Steamed Marmalade Pudding
- 160g browned butter
- 150g caster sugar
- 2 eggs
- 230g cake flour
- 1 tsp baking powder
- 3 tbs whole milk
- 2-3 tablespoons of any marmalade per pudding depending on size of mould.
Anna Sogaard
Steamed Marmalade Pudding by Anna Sogaard
Marmalade Steamed Pudding
1. Pre heat oven to 160C and grease pudding moulds with a good amount of butter.
2. In a stand mixer, with a paddle attachment, cream butter and sugar until light and fluffy.
3. Add eggs one at a time on a low speed.
4. Sift in your dry ingredients and mix until just comes together to a smooth mass.
5. Spoon marmalade in bottom of mould, then carefully spoon batter in as not to let marmalade travel up the sides of the mould. Alternatively, use a piping bag to incorporate batter into mould. Fill moulds up to ¾ of the way full to allow batter to rise.
6. Cover moulds tightly with cling film and then foil.

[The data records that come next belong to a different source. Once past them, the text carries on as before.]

//! Normal estimation from the density gradient.

use glam::Vec3;

use crate::types::DensityGrid;

/// Central-difference density gradient at a lattice coordinate, normalized.
///
/// Density is negative inside and positive outside, so the gradient - and
/// with it the returned normal - points from inside toward outside.
/// Coordinates are clamped at the grid border, degrading to a one-sided
/// difference in the outermost padding ring.
#[inline]
pub fn central_difference(grid: &DensityGrid, x: i32, y: i32, z: i32) -> Vec3 {
  let gx = grid.get_clamped(x + 1, y, z) - grid.get_clamped(x - 1, y, z);
  let gy = grid.get_clamped(x, y + 1, z) - grid.get_clamped(x, y - 1, z);
  let gz = grid.get_clamped(x, y, z + 1) - grid.get_clamped(x, y, z - 1);

  let gradient = Vec3::new(gx, gy, gz);
  let len_sq = gradient.length_squared();

  if len_sq < 1e-12 {
    return Vec3::Z; // Flat field, pick a stable fallback
  }

  gradient * len_sq.sqrt().recip()
}

#[cfg(test)]
#[path = "gradient_test.rs"]
mod gradient_test;
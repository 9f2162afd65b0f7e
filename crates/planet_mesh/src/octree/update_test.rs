use glam::Vec3;

use super::*;
use crate::chunk::ChunkState;
use crate::types::Aabb3;

fn test_config() -> OctreeConfig {
  OctreeConfig::new()
    .with_root_size(1000.0)
    .with_max_depth(4)
    .with_subdivision_distance(150.0)
    .with_merge_hysteresis(2.0)
}

/// Check the structural invariants that must hold after every update.
fn assert_invariants(octree: &Octree) {
  for (idx, node) in octree.live_nodes() {
    assert!(
      !(node.has_children() && node.is_active),
      "node {idx:?} is subdivided and active at once"
    );
    if node.has_children() {
      assert!(node.chunk.is_none(), "subdivided node {idx:?} owns a chunk");
    } else {
      assert!(node.is_active, "leaf {idx:?} left inactive");
      let chunk = node.chunk.as_ref().expect("active leaf without chunk");
      assert_eq!(chunk.size, node.size, "chunk not sized to its node");
      assert_eq!(chunk.lod_level, node.key.level);
    }
  }
}

/// Smallest live leaf containing a position.
fn leaf_level_at(octree: &Octree, position: Vec3) -> Option<i32> {
  octree
    .live_nodes()
    .filter(|(_, node)| node.is_leaf())
    .filter(|(_, node)| {
      Aabb3::from_center_half_extent(node.center, node.size * 0.5).contains_point(position)
    })
    .map(|(_, node)| node.key.level)
    .min()
}

#[test]
fn new_octree_has_a_single_root_leaf() {
  let octree = Octree::new(test_config());
  assert_eq!(octree.live_count(), 1);
  let root = octree.get(octree.root()).expect("root is live");
  assert!(root.is_leaf());
  assert_eq!(root.key.level, 4);
  assert_eq!(root.size, 1000.0);
}

#[test]
fn first_update_activates_the_root() {
  let mut octree = Octree::new(test_config());
  // Far viewer: no subdivision, root becomes the single active chunk.
  let outcome = octree.update(Vec3::new(1e6, 0.0, 0.0), &UpdateBudget::UNLIMITED);

  assert_eq!(outcome.stats.subdivisions, 0);
  assert_eq!(outcome.activated.len(), 1);
  assert_invariants(&octree);
}

#[test]
fn close_viewer_descends_to_level_zero() {
  let mut octree = Octree::new(test_config());
  let viewer = Vec3::ZERO; // root center
  octree.update(viewer, &UpdateBudget::UNLIMITED);

  assert_invariants(&octree);
  assert_eq!(leaf_level_at(&octree, viewer), Some(0), "viewer path must reach the finest level");

  // Far branches stay coarse: the opposite corner is ~1300 away.
  let far_corner = Vec3::splat(490.0);
  let far_level = leaf_level_at(&octree, far_corner).expect("corner is covered");
  assert!(far_level >= 2, "far branch over-refined to level {far_level}");
}

#[test]
fn every_update_preserves_invariants() {
  let mut octree = Octree::new(test_config());
  let positions = [
    Vec3::ZERO,
    Vec3::new(400.0, 0.0, 0.0),
    Vec3::new(-300.0, 250.0, 100.0),
    Vec3::new(5000.0, 0.0, 0.0),
    Vec3::new(-10.0, -10.0, -10.0),
  ];
  for viewer in positions {
    octree.update(viewer, &UpdateBudget::UNLIMITED);
    assert_invariants(&octree);
  }
}

#[test]
fn receding_viewer_merges_back_to_the_root() {
  let mut octree = Octree::new(test_config());
  octree.update(Vec3::ZERO, &UpdateBudget::UNLIMITED);
  assert!(octree.live_count() > 1);

  let outcome = octree.update(Vec3::new(1e6, 0.0, 0.0), &UpdateBudget::UNLIMITED);
  assert!(outcome.stats.merges > 0);
  assert_eq!(octree.live_count(), 1, "only the root survives");
  assert_invariants(&octree);
}

#[test]
fn merging_releases_descendant_chunks() {
  let mut octree = Octree::new(test_config());
  let first = octree.update(Vec3::ZERO, &UpdateBudget::UNLIMITED);
  let activated = first.activated.len();
  assert!(activated > 8);

  let outcome = octree.update(Vec3::new(1e6, 0.0, 0.0), &UpdateBudget::UNLIMITED);
  // Every previously active chunk is released; the root gets a fresh one.
  assert_eq!(outcome.released.len(), activated);
  assert_eq!(outcome.activated.len(), 1);
}

#[test]
fn subdividing_releases_the_parent_chunk() {
  let mut octree = Octree::new(test_config());
  octree.update(Vec3::new(1e6, 0.0, 0.0), &UpdateBudget::UNLIMITED);
  let root_chunk_id = octree
    .get(octree.root())
    .and_then(|n| n.chunk.as_ref())
    .map(|c| c.id)
    .expect("root chunk");

  let outcome = octree.update(Vec3::ZERO, &UpdateBudget::UNLIMITED);
  assert!(outcome.released.contains(&root_chunk_id));
}

#[test]
fn stale_indices_are_noops() {
  let mut octree = Octree::new(test_config());
  octree.update(Vec3::ZERO, &UpdateBudget::UNLIMITED);

  // Grab a deep leaf, then merge everything away.
  let (deep_idx, _) = octree
    .live_nodes()
    .find(|(_, node)| node.key.level == 0)
    .expect("level-0 leaf exists");
  octree.update(Vec3::new(1e6, 0.0, 0.0), &UpdateBudget::UNLIMITED);

  assert!(!octree.is_live(deep_idx));
  assert!(octree.get(deep_idx).is_none());
  assert!(octree.chunk_mut(deep_idx).is_none());
}

#[test]
fn hysteresis_prevents_flicker() {
  // Two-level tree: root 1000 at level 1, children 500 at level 0.
  let config = OctreeConfig::new()
    .with_root_size(1000.0)
    .with_max_depth(1)
    .with_subdivision_distance(100.0)
    .with_merge_hysteresis(2.0);
  let mut octree = Octree::new(config);

  // Subdivide threshold: required(d) < 1000 until d = 100.
  // Merge threshold: raw required(d) > 2000 from d = 200.
  let near = Vec3::new(50.0, 0.0, 0.0);
  let between = Vec3::new(150.0, 0.0, 0.0);

  let outcome = octree.update(near, &UpdateBudget::UNLIMITED);
  assert_eq!(outcome.stats.subdivisions, 1);

  // Oscillating inside the dead zone: no further transitions either way.
  for viewer in [between, near, between, near, between] {
    let outcome = octree.update(viewer, &UpdateBudget::UNLIMITED);
    assert_eq!(outcome.stats.total_transitions(), 0, "tree flickered at {viewer:?}");
  }

  // Leaving the dead zone does merge.
  let outcome = octree.update(Vec3::new(400.0, 0.0, 0.0), &UpdateBudget::UNLIMITED);
  assert_eq!(outcome.stats.merges, 1);
}

#[test]
fn budget_caps_subdivisions_per_update() {
  let mut octree = Octree::new(test_config());
  let budget = UpdateBudget {
    max_subdivisions: 2,
    max_merges: 0,
  };

  let outcome = octree.update(Vec3::ZERO, &budget);
  assert_eq!(outcome.stats.subdivisions, 2);
  assert_invariants(&octree);

  // Subsequent updates keep refining within the cap until settled.
  let outcome = octree.update(Vec3::ZERO, &budget);
  assert!(outcome.stats.subdivisions > 0);
  assert_invariants(&octree);
}

#[test]
fn chunks_carry_level_resolution() {
  let mut octree = Octree::new(test_config().with_resolution(32, 8));
  octree.update(Vec3::ZERO, &UpdateBudget::UNLIMITED);

  for (_, chunk) in octree.active_chunks() {
    let expected = octree.config().resolution_for_level(chunk.lod_level);
    assert_eq!(chunk.resolution, expected);
    assert_eq!(chunk.state, ChunkState::Empty, "octree never generates meshes itself");
  }
}

#[test]
fn arena_is_append_only() {
  let mut octree = Octree::new(test_config());
  octree.update(Vec3::ZERO, &UpdateBudget::UNLIMITED);
  let arena_after_descent = octree.arena_len();

  octree.update(Vec3::new(1e6, 0.0, 0.0), &UpdateBudget::UNLIMITED);
  // Merging clears slots but never shrinks the arena.
  assert_eq!(octree.arena_len(), arena_after_descent);
  assert_eq!(octree.live_count(), 1);
}

#[test]
fn find_resolves_keys_for_live_nodes_only() {
  let mut octree = Octree::new(test_config());
  octree.update(Vec3::ZERO, &UpdateBudget::UNLIMITED);

  let root_key = OctreeKey::root(4);
  assert_eq!(octree.find(&root_key), Some(octree.root()));

  octree.update(Vec3::new(1e6, 0.0, 0.0), &UpdateBudget::UNLIMITED);
  let child_key = root_key.child(0).expect("root has child keys");
  assert_eq!(octree.find(&child_key), None, "merged keys are unregistered");
}
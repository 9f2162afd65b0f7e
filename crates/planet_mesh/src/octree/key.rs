//! OctreeKey - globally unique, hashable node address.
//!
//! Coordinates are integer grid positions at the key's own level, which
//! keeps parent/child math to shifts. Levels decrease toward the leaves:
//! the root holds the maximum level and level 0 is the finest detail.

use glam::IVec3;

/// Address of an octree node: `(level, grid coordinates at that level)`.
#[derive(Clone, Copy, PartialEq, Eq, Hash, Debug)]
pub struct OctreeKey {
  /// Level of detail: 0 = finest, root = maximum.
  pub level: i32,
  /// Grid position at this level.
  pub coords: IVec3,
}

impl OctreeKey {
  pub fn new(level: i32, coords: IVec3) -> Self {
    Self { level, coords }
  }

  /// Key of the tree root at the given maximum level.
  pub fn root(level: i32) -> Self {
    Self::new(level, IVec3::ZERO)
  }

  /// Unit offset of an octant. Bits: 0 = +X, 1 = +Y, 2 = +Z.
  pub fn octant_offset(octant: u8) -> IVec3 {
    IVec3::new(
      (octant & 1) as i32,
      ((octant >> 1) & 1) as i32,
      ((octant >> 2) & 1) as i32,
    )
  }

  /// Child key one level finer, or `None` at level 0.
  pub fn child(&self, octant: u8) -> Option<Self> {
    if self.level <= 0 {
      return None;
    }
    let base = IVec3::new(self.coords.x << 1, self.coords.y << 1, self.coords.z << 1);
    Some(Self::new(self.level - 1, base + Self::octant_offset(octant)))
  }

  /// Parent key one level coarser, or `None` at `max_level`.
  ///
  /// Arithmetic shift floors negative coordinates, so the mapping stays
  /// the inverse of [`child`](Self::child) everywhere in the grid.
  pub fn parent(&self, max_level: i32) -> Option<Self> {
    if self.level >= max_level {
      return None;
    }
    Some(Self::new(
      self.level + 1,
      IVec3::new(self.coords.x >> 1, self.coords.y >> 1, self.coords.z >> 1),
    ))
  }
}

#[cfg(test)]
#[path = "key_test.rs"]
mod key_test;
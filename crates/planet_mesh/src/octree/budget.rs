//! Rate limiting for octree updates.
//!
//! Caps structural transitions per update so a fast-moving viewer cannot
//! trigger unbounded cascades in a single frame.

/// Per-update transition caps. 0 = unlimited.
#[derive(Clone, Copy, Debug, PartialEq, Eq)]
pub struct UpdateBudget {
  /// Maximum subdivisions per update (0 = unlimited).
  pub max_subdivisions: usize,
  /// Maximum merges per update (0 = unlimited).
  pub max_merges: usize,
}

impl UpdateBudget {
  /// No caps: one update settles the tree completely.
  pub const UNLIMITED: Self = Self {
    max_subdivisions: 0,
    max_merges: 0,
  };

  /// Frame-friendly caps for interactive use.
  pub const INTERACTIVE: Self = Self {
    max_subdivisions: 32,
    max_merges: 32,
  };

  /// Check if another subdivision fits the budget.
  #[inline]
  pub fn can_subdivide(&self, performed: usize) -> bool {
    self.max_subdivisions == 0 || performed < self.max_subdivisions
  }

  /// Check if another merge fits the budget.
  #[inline]
  pub fn can_merge(&self, performed: usize) -> bool {
    self.max_merges == 0 || performed < self.max_merges
  }
}

impl Default for UpdateBudget {
  fn default() -> Self {
    Self::UNLIMITED
  }
}

/// Counters from one octree update.
#[derive(Clone, Copy, Debug, Default, PartialEq, Eq)]
pub struct UpdateStats {
  /// Leaves split into 8 children.
  pub subdivisions: usize,
  /// Subtrees collapsed back into their parent.
  pub merges: usize,
  /// Leaves that received a fresh chunk in the activity pass.
  pub activated: usize,
  /// Chunks released by subdivide/merge/deactivation.
  pub released: usize,
  /// Queued indices skipped because an earlier merge cleared them.
  pub stale_skips: usize,
}

impl UpdateStats {
  /// Total structural transitions this update.
  #[inline]
  pub fn total_transitions(&self) -> usize {
    self.subdivisions + self.merges
  }
}
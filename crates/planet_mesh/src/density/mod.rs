//! Density field sampling.
//!
//! A [`DensityFunction`] defines the volume implicitly: negative values are
//! inside, positive values are outside, and the surface lives at zero.
//! [`build_padded_grid`] samples a chunk's padded lattice from it and hands
//! the result to the mesher.
//!
//! Padding is what makes independently generated chunks stitch: each chunk
//! samples one extra voxel ring beyond its own bounds, so two neighbors
//! evaluate the density at identical world positions along their shared
//! boundary and reconstruct identical boundary vertices without ever seeing
//! each other.

pub mod noise;
pub mod samplers;

use glam::Vec3;

use crate::error::ChunkError;
use crate::types::{Aabb3, DensityGrid};

/// Scalar density field: negative = inside, positive = outside.
///
/// Implementations must be pure and deterministic so that repeated sampling
/// of the same position (from any thread) yields the same mesh. No other
/// contract is imposed on the shape - spheres, noise-perturbed spheres and
/// arbitrary SDFs all qualify.
pub trait DensityFunction: Send + Sync {
  /// Sample the field at a world-space position.
  fn sample(&self, position: Vec3) -> f32;
}

/// Blanket impl for boxed trait objects.
impl DensityFunction for Box<dyn DensityFunction> {
  fn sample(&self, position: Vec3) -> f32 {
    (**self).sample(position)
  }
}

/// Sample a chunk's padded density lattice.
///
/// The grid covers `resolution + 2 * padding` samples per axis with the
/// voxel size derived from the chunk bounds. Returns `Ok(None)` when the
/// sampled region contains no sign change - most chunks of a sparse volume
/// are fully inside or fully outside, and skipping the mesher for them is
/// what keeps large worlds affordable. The crossing check is folded into
/// the sampling loop itself so the empty case costs a single pass.
///
/// A non-finite sample or a panicking density function fails this one
/// chunk; neither may take down the octree update driving it.
pub fn build_padded_grid<D: DensityFunction + ?Sized>(
  density: &D,
  chunk_bounds: Aabb3,
  resolution: u32,
  padding: u32,
) -> Result<Option<DensityGrid>, ChunkError> {
  let size = chunk_bounds.size().x;
  if resolution < 2 || size <= 0.0 {
    return Err(ChunkError::DegenerateChunk { resolution, size });
  }

  let voxel_size = size / resolution as f32;
  let origin = chunk_bounds.min - Vec3::splat(padding as f32 * voxel_size);
  let s = (resolution + 2 * padding) as usize;

  let sampled = std::panic::catch_unwind(std::panic::AssertUnwindSafe(|| {
    let mut values = Vec::with_capacity(s * s * s);
    let mut any_outside = false;
    let mut any_inside = false;

    for x in 0..s {
      for y in 0..s {
        for z in 0..s {
          let pos = origin + Vec3::new(x as f32, y as f32, z as f32) * voxel_size;
          let d = density.sample(pos);
          if !d.is_finite() {
            return Err(ChunkError::NonFiniteDensity {
              x: pos.x,
              y: pos.y,
              z: pos.z,
              value: d,
            });
          }
          any_outside |= d > 0.0;
          any_inside |= d <= 0.0;
          values.push(d);
        }
      }
    }

    Ok((values, any_outside && any_inside))
  }))
  .map_err(|_| ChunkError::SamplerPanicked)??;

  let (values, has_crossing) = sampled;
  if !has_crossing {
    return Ok(None);
  }

  Ok(Some(DensityGrid {
    values,
    resolution,
    padding,
    voxel_size,
    origin,
  }))
}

7. Add moulds into a roasting dish and cover 2/3 with boiling water. Cover with foil as not to let water evaporate while baking. Steam for 2 hours, then remove tray and allow water to cool to room temperate before removing exterior foil.
8. Then use a palette knife to release edges, and flip onto a serving plate.
9. Serve with pouring cream, custard or ice cream.